Data items:
'''

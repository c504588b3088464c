//! Launch coordinator: relay, resolve, marshal, invoke, release.

use std::ffi::{c_char, c_int};
use std::ptr;

use jni::sys::{JNI_FALSE, JNI_TRUE, jboolean, jint};
use jrebridge_core::argv::{ArgAllocator, ArgumentVector, HeapAllocator};
use jrebridge_core::config::{self, BridgeConfig, LAUNCH_SYMBOL};
use jrebridge_core::launch::DEFAULT_PROFILE;
use jrebridge_core::{LaunchError, ResolutionError};
use log::{debug, error};

use crate::loader::{Library, resolve};
use crate::trap::{self, TargetFaultHandler};

/// Log target shared with the Java side's tag.
pub const LOG_TARGET: &str = "VMLauncher";

/// `JLI_Launch` from the JDK launcher library.
pub type JliLaunchFn = unsafe extern "C" fn(
    argc: c_int,
    argv: *mut *mut c_char,
    jargc: c_int,
    jargv: *const *const c_char,
    appclassc: c_int,
    appclassv: *const *const c_char,
    fullversion: *const c_char,
    dotversion: *const c_char,
    pname: *const c_char,
    lname: *const c_char,
    javaargs: jboolean,
    cpwildcard: jboolean,
    javaw: jboolean,
    ergo: jint,
) -> jint;

/// Where the coordinator gets its entry points from.
pub trait EntryResolver {
    /// The runtime's launch entry point.
    fn launch_entry(&self) -> Result<JliLaunchFn, ResolutionError>;

    /// The runtime's fault handler, if it exports one.
    fn fault_handler(&self) -> Option<TargetFaultHandler> {
        None
    }
}

/// Resolves entry points from shared libraries at run time.
#[derive(Debug, Clone, PartialEq, Eq)]
pub struct DynamicResolver {
    launcher_library: String,
    fault_library: Option<String>,
}

impl DynamicResolver {
    #[must_use]
    pub fn new(launcher_library: impl Into<String>, fault_library: Option<String>) -> Self {
        Self {
            launcher_library: launcher_library.into(),
            fault_library,
        }
    }

    #[must_use]
    pub fn from_config(config: &BridgeConfig) -> Self {
        Self::new(
            config.launcher_library.clone(),
            config.fault_library.clone(),
        )
    }
}

impl Default for DynamicResolver {
    fn default() -> Self {
        Self::from_config(config::config())
    }
}

impl EntryResolver for DynamicResolver {
    fn launch_entry(&self) -> Result<JliLaunchFn, ResolutionError> {
        let library = Library::open_launcher(&self.launcher_library).inspect_err(|err| {
            error!(target: LOG_TARGET, details = err.diagnostic(); "JLI lib = NULL");
        })?;
        // SAFETY: JLI_Launch has had this signature since JDK 7.
        let entry = unsafe { resolve::<JliLaunchFn>(library, LAUNCH_SYMBOL) }.inspect_err(|err| {
            error!(
                target: LOG_TARGET,
                symbol = LAUNCH_SYMBOL, details = err.diagnostic();
                "JLI_Launch = NULL"
            );
        })?;
        Ok(entry.function())
    }

    fn fault_handler(&self) -> Option<TargetFaultHandler> {
        let name = self.fault_library.as_deref()?;
        let library = Library::open_launcher(name)
            .inspect_err(|err| debug!(target: LOG_TARGET, "JVM lib = NULL: {err}"))
            .ok()?;
        trap::resolve_target(&library)
            .inspect_err(|err| debug!(target: LOG_TARGET, "{err}"))
            .ok()
    }
}

/// Per-launcher switches. Versions and launch flags are not among them: every
/// launch uses [`DEFAULT_PROFILE`].
#[derive(Debug, Clone, Copy, PartialEq, Eq)]
pub struct LaunchOptions {
    /// Install the trap relay (and attach the fault handler) before launching.
    pub install_trap_relay: bool,
}

impl Default for LaunchOptions {
    fn default() -> Self {
        Self {
            install_trap_relay: true,
        }
    }
}

/// Drives one launch of the embedded runtime at a time on the calling thread.
#[derive(Debug)]
pub struct Launcher<R> {
    resolver: R,
    options: LaunchOptions,
}

impl<R: EntryResolver> Launcher<R> {
    pub fn new(resolver: R) -> Self {
        Self {
            resolver,
            options: LaunchOptions::default(),
        }
    }

    #[must_use]
    pub fn with_options(mut self, options: LaunchOptions) -> Self {
        self.options = options;
        self
    }

    pub fn resolver(&self) -> &R {
        &self.resolver
    }

    pub fn options(&self) -> &LaunchOptions {
        &self.options
    }

    /// Run the runtime with `args` (`args[0]` is the program name) and return
    /// its exit status. Blocks until the runtime shuts down.
    pub fn launch<S: AsRef<[u8]>>(&self, args: &[S]) -> Result<i32, LaunchError> {
        self.launch_with(args, &mut HeapAllocator)
    }

    /// As [`Launcher::launch`], taking argument buffers from `allocator`.
    pub fn launch_with<S, A>(&self, args: &[S], allocator: &mut A) -> Result<i32, LaunchError>
    where
        S: AsRef<[u8]>,
        A: ArgAllocator + ?Sized,
    {
        if args.is_empty() {
            error!(target: LOG_TARGET, "Args array empty, returning");
            return Err(LaunchError::EmptyArguments);
        }

        if self.options.install_trap_relay {
            self.prepare_trap_relay();
        }

        let entry = self.resolver.launch_entry()?;

        let mut argv = ArgumentVector::build_with(args, allocator)
            .inspect_err(|err| error!(target: LOG_TARGET, "{err}"))?;
        debug!(target: LOG_TARGET, "Done processing args");

        // SAFETY: `entry` was resolved as JLI_Launch; argv outlives the call.
        let status = unsafe { invoke(entry, &mut argv) };
        debug!(target: LOG_TARGET, symbol = LAUNCH_SYMBOL, exit_code = status; "JLI_Launch returned");

        debug!(target: LOG_TARGET, "Going to free args");
        drop(argv);
        debug!(target: LOG_TARGET, "Free done");

        Ok(status)
    }

    fn prepare_trap_relay(&self) {
        trap::install();
        if trap::target_handler().is_none() {
            if let Some(handler) = self.resolver.fault_handler() {
                trap::attach_target(handler);
            }
        }
    }
}

/// Launch with the process-wide configuration.
pub fn launch<S: AsRef<[u8]>>(args: &[S]) -> Result<i32, LaunchError> {
    Launcher::new(DynamicResolver::default()).launch(args)
}

#[inline]
fn jbool(value: bool) -> jboolean {
    if value { JNI_TRUE } else { JNI_FALSE }
}

/// # Safety
///
/// `entry` must be a `JLI_Launch`-compatible function.
unsafe fn invoke(entry: JliLaunchFn, argv: &mut ArgumentVector) -> i32 {
    let profile = &DEFAULT_PROFILE;
    let argc = argv.argc();
    let program = argv.program_name().as_ptr();
    let argv_ptr = argv.as_mut_ptr();
    // SAFETY: every pointer stays valid for the duration of the call; the
    // auxiliary lists are empty so their null bases are never read.
    unsafe {
        entry(
            argc,
            argv_ptr,
            0,
            ptr::null(),
            0,
            ptr::null(),
            profile.full_version.as_ptr(),
            profile.dot_version.as_ptr(),
            program,
            program,
            jbool(profile.java_args),
            jbool(profile.classpath_wildcard),
            jbool(profile.javaw),
            profile.ergonomics.as_raw(),
        )
    }
}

'''

- _Exercise instructions_
Whenever a line of the data above holds the word "PartialEq", it counts once; report the total number of such lines and nothing more.

- _Answer space_
2